Alguém volta a se movimentar do outro lado da parede, sobe um cheiro doce de desodorante. Passados alguns minutos, sai, de trás da cortina, uma menina segurando um abridor de garrafas, o short curto, os lábios brilhosos de batom.

– Cerveja ou refrigerante? – quer saber.

Em pouco tempo, diligente, ela empurra a cerveja na mesinha, passa o pano na borracha da geladeira, encosta-se na porta, fica mexendo nas fitas da cortina – vez por outra manda um olhar para a mochila. Reconheço a perna, o joelho, mas os pés agora estão num tênis laranja. A velha vem, mete o rosto na porta, lança um olhar para a menina e, após dizer que já está saindo, desaparece. O anum, voo torto, desce na pedra. A cortina balança – a menina me sorri.

Quando peço a segunda cerveja, a menina, após abri-la, cata com a mão um dos seios, deixa-o exposto diante de mim. Gira o dedo na extremidade dura, arroxeada. E encara-me sorrindo. Se eu fosse o rapaz, aqui, sozinhos, pegaria-a rapidamente pelo pescoço, partiria-a num beijo. Mas na propaganda não aparece a menina, só o jovem, o homem atrás do balcão. E a estrada, o casebre, a praia. Vejo pela janela que a velha já vai longe, na pista.

Não peço, mas ela se senta do meu lado, fica olhando a mochila.

– Quem é ela?

– Minha avó.

As duas moram juntas há 3 anos, sozinhas nesse recanto de estrada. Tenho 48 anos e a menina tem idade de também ser minha neta. Digo que preciso de mais uma cerveja, ela diz, sem maiores rodeios, que está lhe faltando uma mochila. Sinto vontade de cantar.
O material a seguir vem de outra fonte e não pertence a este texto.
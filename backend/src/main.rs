mod config;
mod flows;
mod history;
mod routes;

use actix_cors::Cors;
use actix_web::{App, HttpServer, web};
use config::AppConfig;
use flows::GeminiClient;
use routes::configure_routes;
use std::env;

// A 4 MiB image grows past 5 MiB once base64-encoded into a data URI.
const JSON_PAYLOAD_LIMIT: usize = 8 * 1024 * 1024;

#[actix_web::main]
async fn main() -> std::io::Result<()> {
    env_logger::init_from_env(env_logger::Env::new().default_filter_or("info"));
    dotenv::dotenv().ok();

    if let Ok(current_dir) = env::current_dir() {
        log::info!("Current working directory: {}", current_dir.display());
    } else {
        log::error!("Failed to get the current working directory.");
    }

    let frontend_dir = if let Ok(manifest_dir) = env::var("CARGO_MANIFEST_DIR") {
        format!("{}/../frontend/dist", manifest_dir)
    } else {
        "/usr/src/app/frontend/dist".to_string()
    };

    let app_config = match AppConfig::from_env() {
        Ok(app_config) => app_config,
        Err(e) => {
            log::error!("Failed to load configuration at startup: {}", e);
            return Err(std::io::Error::new(
                std::io::ErrorKind::Other,
                format!("Configuration loading failed: {}", e),
            ));
        }
    };

    // One model client for the whole process; every flow invocation reuses it.
    let client = web::Data::new(GeminiClient::new(&app_config));
    log::info!("Model client initialized: {}", app_config.model);

    let bind_address = format!("0.0.0.0:{}", app_config.port);
    log::info!("Starting server on {}", bind_address);

    HttpServer::new(move || {
        App::new()
            .wrap(
                Cors::default()
                    .allow_any_origin()
                    .allowed_methods(vec!["GET", "POST", "OPTIONS"])
                    .allowed_headers(vec![
                        actix_web::http::header::ACCEPT,
                        actix_web::http::header::CONTENT_TYPE,
                    ])
                    .max_age(3600),
            )
            .app_data(web::JsonConfig::default().limit(JSON_PAYLOAD_LIMIT))
            .app_data(client.clone())
            .configure(|cfg| configure_routes(cfg, frontend_dir.clone()))
    })
    .bind(&bind_address)?
    .run()
    .await
}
Assim que a cigarra pára de zoar, a menina vem, ergue a perna, senta-se no meu colo. Passa a mão na minha barba, põe a língua na minha boca, toca-a na minha orelha. A folha da bananeira treme lá fora.

Ela me leva pelo braço para o quarto quente, com um buraco ao pé da parede (e se vem um cachorro?). Sobre o colchão, um lençol azul, um travesseiro esfiapado. Sinto como se estivesse deitando com a minha filha mais nova (...)

Após pagar as cervejas, estico-lhe uma nota. Retiro alguns papéis, enrolo-os nas bermudas e camisas que trago, ofereço-lhe a mochila de presente. Ela beija minha mão. Quando vou para o carro na sombra, vejo-a abraçada com a mochila, dando-me adeus. Definitivamente, não há mar aqui para eu contornar, não há praia onde, depois dessas cervejas, eu possa pôr os pés – apenas a pista tremulando entre as rochas. A velha deve perambular por alguma vereda. Entro no carro, parto. Ainda vejo pelo retrovisor o caminhão parar na sombra, o motorista, um gordo, apeando para o seu bom e merecido descanso.

Começo a assoviar.

(Rinaldo de Fernandes, O Perfume de Roberta)

Fonte:
MACIEL, Nilto. Contistas do Ceará: D’A Quinzena ao Caos Portátil. Fortaleza/CE: Imprece, 2008.